- **RECORDS FOR THE TASK**
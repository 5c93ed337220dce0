//! Core value types for the metrics system.
//!
//! This module provides the immutable building blocks collectors produce:
//! - [`Descriptor`]: static metadata describing a metric's shape
//! - [`Sample`]: one observed value within a metric
//! - [`Metric`]: a descriptor plus the samples collected for it
//!
//! It also hosts the name and label validation rules shared by the builder
//! layer.

use std::collections::hash_map::DefaultHasher;
use std::collections::{BTreeMap, BTreeSet};
use std::hash::{Hash, Hasher};
use std::sync::Arc;

use once_cell::sync::Lazy;
use regex::Regex;
use serde::{Deserialize, Serialize};

use crate::error::{MetricsError, Result};

/// Regex for valid metric names.
///
/// Matches the Prometheus data model rules at
/// <https://prometheus.io/docs/concepts/data_model/#metric-names-and-labels>.
static METRIC_NAME_REGEX: Lazy<Regex> =
    Lazy::new(|| Regex::new(r"^[a-zA-Z_:][a-zA-Z0-9_:]*$").unwrap_or_else(|_| unreachable!()));

/// Regex for valid label names.
static LABEL_NAME_REGEX: Lazy<Regex> =
    Lazy::new(|| Regex::new(r"^[a-zA-Z_][a-zA-Z0-9_]*$").unwrap_or_else(|_| unreachable!()));

/// Validates a metric name.
///
/// # Errors
///
/// Returns `MetricsError::InvalidMetricName` if the name is empty or
/// contains characters outside `[a-zA-Z0-9_:]` (or starts with a digit).
pub fn validate_name(name: &str) -> Result<()> {
    if METRIC_NAME_REGEX.is_match(name) {
        Ok(())
    } else {
        Err(MetricsError::InvalidMetricName {
            name: name.to_string(),
        })
    }
}

/// Validates a metric label name.
///
/// Label names starting with `__` are reserved for internal use and rejected.
///
/// # Errors
///
/// Returns `MetricsError::InvalidMetricLabel` if the label fails validation.
pub fn validate_label(label: &str) -> Result<()> {
    if label.starts_with("__") || !LABEL_NAME_REGEX.is_match(label) {
        return Err(MetricsError::InvalidMetricLabel {
            label: label.to_string(),
        });
    }
    Ok(())
}

/// Combine hashes with an order-mixing fold.
///
/// Ported from the boost `hash_combine` recipe so that a sequence of
/// component hashes folds into a single value.
pub(crate) fn combine_hashes<I>(hashes: I) -> u64
where
    I: IntoIterator<Item = u64>,
{
    let mut combined: u64 = 0;
    for hash in hashes {
        combined ^= hash
            .wrapping_add(0x9e37_79b9)
            .wrapping_add(combined << 6)
            .wrapping_add(combined >> 2);
    }
    combined
}

/// Hash a single string component with a deterministic hasher.
pub(crate) fn hash_str(value: &str) -> u64 {
    let mut hasher = DefaultHasher::new();
    value.hash(&mut hasher);
    hasher.finish()
}

/// Hash a label-value map independent of the order values were supplied in.
///
/// The map's sorted iteration makes the result depend only on the
/// key/value contents, never on insertion order.
pub(crate) fn hash_labels(labels: &BTreeMap<String, String>) -> u64 {
    combine_hashes(
        labels
            .iter()
            .flat_map(|(key, value)| [hash_str(key), hash_str(value)]),
    )
}

/// The type of a metric, as exposed in the `# TYPE` exposition line.
#[derive(Debug, Clone, Copy, PartialEq, Eq, Hash, Serialize, Deserialize)]
#[serde(rename_all = "lowercase")]
pub enum MetricType {
    /// Monotonically increasing value.
    Counter,
    /// Value that can go up and down.
    Gauge,
    /// Quantile summary.
    Summary,
    /// Bucketed histogram.
    Histogram,
    /// No declared semantics.
    Untyped,
}

impl MetricType {
    /// Returns the lowercase exposition token for this type.
    #[must_use]
    pub const fn as_str(self) -> &'static str {
        match self {
            Self::Counter => "counter",
            Self::Gauge => "gauge",
            Self::Summary => "summary",
            Self::Histogram => "histogram",
            Self::Untyped => "untyped",
        }
    }
}

impl std::fmt::Display for MetricType {
    fn fmt(&self, f: &mut std::fmt::Formatter<'_>) -> std::fmt::Result {
        f.write_str(self.as_str())
    }
}

/// Static metadata describing a metric exported by a collector.
///
/// Descriptors are immutable once constructed. The registry compares the
/// derived [`hash`](Descriptor::hash) to detect conflicting declarations of
/// the same metric name across independently created collectors.
#[derive(Debug, Clone, PartialEq, Eq, Serialize, Deserialize)]
pub struct Descriptor {
    name: String,
    metric_type: MetricType,
    help: String,
    labels: BTreeSet<String>,
    hash: u64,
}

impl Descriptor {
    /// Creates a new descriptor and computes its consistency hash.
    ///
    /// The hash combines the name, the type token, the help text, and every
    /// label name in the set's sorted iteration order, so two descriptors
    /// with the same semantic content hash identically regardless of how
    /// their label sets were assembled.
    #[must_use]
    pub fn new(
        name: impl Into<String>,
        metric_type: MetricType,
        help: impl Into<String>,
        labels: BTreeSet<String>,
    ) -> Self {
        let name = name.into();
        let help = help.into();
        let hash = combine_hashes(
            [
                hash_str(&name),
                hash_str(metric_type.as_str()),
                hash_str(&help),
            ]
            .into_iter()
            .chain(labels.iter().map(|label| hash_str(label))),
        );
        Self {
            name,
            metric_type,
            help,
            labels,
            hash,
        }
    }

    /// Returns the metric name.
    #[must_use]
    pub fn name(&self) -> &str {
        &self.name
    }

    /// Returns the metric type.
    #[must_use]
    pub const fn metric_type(&self) -> MetricType {
        self.metric_type
    }

    /// Returns the help text.
    #[must_use]
    pub fn help(&self) -> &str {
        &self.help
    }

    /// Returns the declared label names.
    #[must_use]
    pub const fn labels(&self) -> &BTreeSet<String> {
        &self.labels
    }

    /// Returns the consistency hash.
    ///
    /// Two descriptors are compatible iff their hashes match.
    #[must_use]
    pub const fn hash(&self) -> u64 {
        self.hash
    }
}

/// Shared handle to a descriptor, reused without rebuilding it.
pub type DescriptorRef = Arc<Descriptor>;

/// A single data point that is part of a metric.
///
/// Simple metrics such as counters emit one sample with an empty role;
/// compound metrics (histograms, summaries) emit several samples
/// distinguished by role suffixes.
#[derive(Debug, Clone, PartialEq, Serialize, Deserialize)]
pub struct Sample {
    role: String,
    value: f64,
    labels: BTreeMap<String, String>,
}

/// Sort key implementing the sample total order: role first, then label
/// values in label-key order. Used to produce deterministic output.
#[derive(Debug, Clone, PartialEq, Eq, PartialOrd, Ord)]
pub(crate) struct SampleKey {
    role: String,
    labels: Vec<(String, String)>,
}

impl Sample {
    /// Creates a new sample.
    ///
    /// An empty `role` marks the metric's default value; non-empty roles are
    /// appended to the metric name with an underscore when rendered.
    #[must_use]
    pub fn new(role: impl Into<String>, value: f64, labels: BTreeMap<String, String>) -> Self {
        Self {
            role: role.into(),
            value,
            labels,
        }
    }

    /// Returns the sample role (`""` for the default value).
    #[must_use]
    pub fn role(&self) -> &str {
        &self.role
    }

    /// Returns the observed value.
    #[must_use]
    pub const fn value(&self) -> f64 {
        self.value
    }

    /// Returns the label values attached to this sample.
    #[must_use]
    pub const fn labels(&self) -> &BTreeMap<String, String> {
        &self.labels
    }

    /// Returns the key ordering this sample among its metric's samples.
    pub(crate) fn sort_key(&self) -> SampleKey {
        SampleKey {
            role: self.role.clone(),
            labels: self
                .labels
                .iter()
                .map(|(key, value)| (key.clone(), value.clone()))
                .collect(),
        }
    }
}

/// Immutable snapshot of a collected metric.
#[derive(Debug, Clone, PartialEq)]
pub struct Metric {
    descriptor: DescriptorRef,
    samples: Vec<Sample>,
}

impl Metric {
    /// Creates a new metric observation.
    #[must_use]
    pub const fn new(descriptor: DescriptorRef, samples: Vec<Sample>) -> Self {
        Self {
            descriptor,
            samples,
        }
    }

    /// Returns the shared descriptor for this metric.
    #[must_use]
    pub const fn descriptor(&self) -> &DescriptorRef {
        &self.descriptor
    }

    /// Returns the collected samples.
    #[must_use]
    pub fn samples(&self) -> &[Sample] {
        &self.samples
    }
}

- **PROBLEM TO SOLVE**
In the material above, each line with the word "Serialize" should be copied.

- **ANSWER SECTION**
use serde::{Deserialize, Serialize};
#[derive(Debug, Clone, Copy, PartialEq, Eq, Hash, Serialize, Deserialize)]
#[derive(Debug, Clone, PartialEq, Eq, Serialize, Deserialize)]
#[derive(Debug, Clone, PartialEq, Serialize, Deserialize)]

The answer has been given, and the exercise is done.